Dual antiplatelet therapy with aspirin and clopidogrel is a standard care to reduce the risk of recurrent
cardiovascular events in patients with acute coronary syndrome (ACS). The dual treatment has demonstrated substantial
benefit in patients undergoing percutaneous coronary intervention (PCI) and stent implantation. Despite adequate
treatment, major adverse cardiovascular events (MACE) occur in about 10% of patients on dual antiplatelet therapy.
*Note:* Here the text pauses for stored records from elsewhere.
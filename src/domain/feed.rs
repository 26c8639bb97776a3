use std::collections::HashSet;
use std::fmt;
use std::path::Path;

use serde::{Deserialize, Serialize};

use crate::app::Result;

/// URL of a single configured feed.
#[derive(Debug, Clone, PartialEq, Eq, Hash, PartialOrd, Ord, Serialize, Deserialize)]
pub struct FeedSource(String);

impl FeedSource {
    pub fn new(url: impl Into<String>) -> Self {
        Self(url.into())
    }

    pub fn as_str(&self) -> &str {
        &self.0
    }

    /// Read the feed list file: one URL per line.
    ///
    /// Blank lines and `#` comments are skipped. Repeated URLs keep only
    /// their first position.
    pub fn read_list(path: &Path) -> Result<Vec<FeedSource>> {
        let content = std::fs::read_to_string(path)?;
        Ok(Self::parse_list(&content))
    }

    pub fn parse_list(content: &str) -> Vec<FeedSource> {
        let mut seen = HashSet::new();
        content
            .lines()
            .map(str::trim)
            .filter(|line| !line.is_empty() && !line.starts_with('#'))
            .filter(|line| seen.insert(*line))
            .map(FeedSource::new)
            .collect()
    }
}

impl fmt::Display for FeedSource {
    fn fmt(&self, f: &mut fmt::Formatter<'_>) -> fmt::Result {
        f.write_str(&self.0)
    }
}

impl From<&str> for FeedSource {
    fn from(url: &str) -> Self {
        Self::new(url)
    }
}

#[cfg(test)]
mod tests {
    use super::*;

    #[test]
    fn test_parse_list_skips_blank_lines() {
        let sources = FeedSource::parse_list(
            "https://a.example/feed.xml\n\n   \nhttps://b.example/rss\n",
        );
        assert_eq!(
            sources,
            vec![
                FeedSource::new("https://a.example/feed.xml"),
                FeedSource::new("https://b.example/rss"),
            ]
        );
    }

    #[test]
    fn test_parse_list_trims_and_dedups_in_order() {
        let sources = FeedSource::parse_list(
            "  https://b.example/rss  \n# disabled\nhttps://a.example/feed\nhttps://b.example/rss\n",
        );
        assert_eq!(
            sources,
            vec![
                FeedSource::new("https://b.example/rss"),
                FeedSource::new("https://a.example/feed"),
            ]
        );
    }

    #[test]
    fn test_read_list_missing_file_is_error() {
        let dir = tempfile::tempdir().unwrap();
        assert!(FeedSource::read_list(&dir.path().join("rss.txt")).is_err());
    }
}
Genetic variants in CYP2C19 gene have been associated with residual platelet reactivity on-clopidogrel treatment and
adverse outcomes in high risk vascular patients. The introduction of pharmacogenetic tests, in addition to platelet function
test, could provide the clinician with an additional tool to make decisions on differentiated therapeutic strategies, tailored
antiplatelet therapy, modeled on the individual characteristics of the patients, amplifying the concept of "personalized
medicine”. The use of genetic test for the identification of CYP2C19*2 and other polymorphisms involved in the
pharmacogenetics of clopidogrel could thus be useful to improve the risk stratification of patients, guide clinicians in the
choice for alternative antiplatelet therapy, and therapeutic management of patients, and consequently to reduce the
occurrence of MACE in patients with ACS. Rapid point of care genetic tests would be desirable to allow cardiologists and
primary care physicians to obtain a rapid genetic profile of patients under treatment and integrate this information in an
accurate predictive algorithm to achieve truly antiplatelet personalized care. This expert review provides an analysis of the
currently available biotechnologies for clopidogrel pharmacogenetics testing and what we can anticipate in the near future
for personalized medicine.
Keywords: Acute coronary syndrome, clopidogrel, CYP2C19*2 polymorphism, pharmacogenetics, point-of-care, rapid test.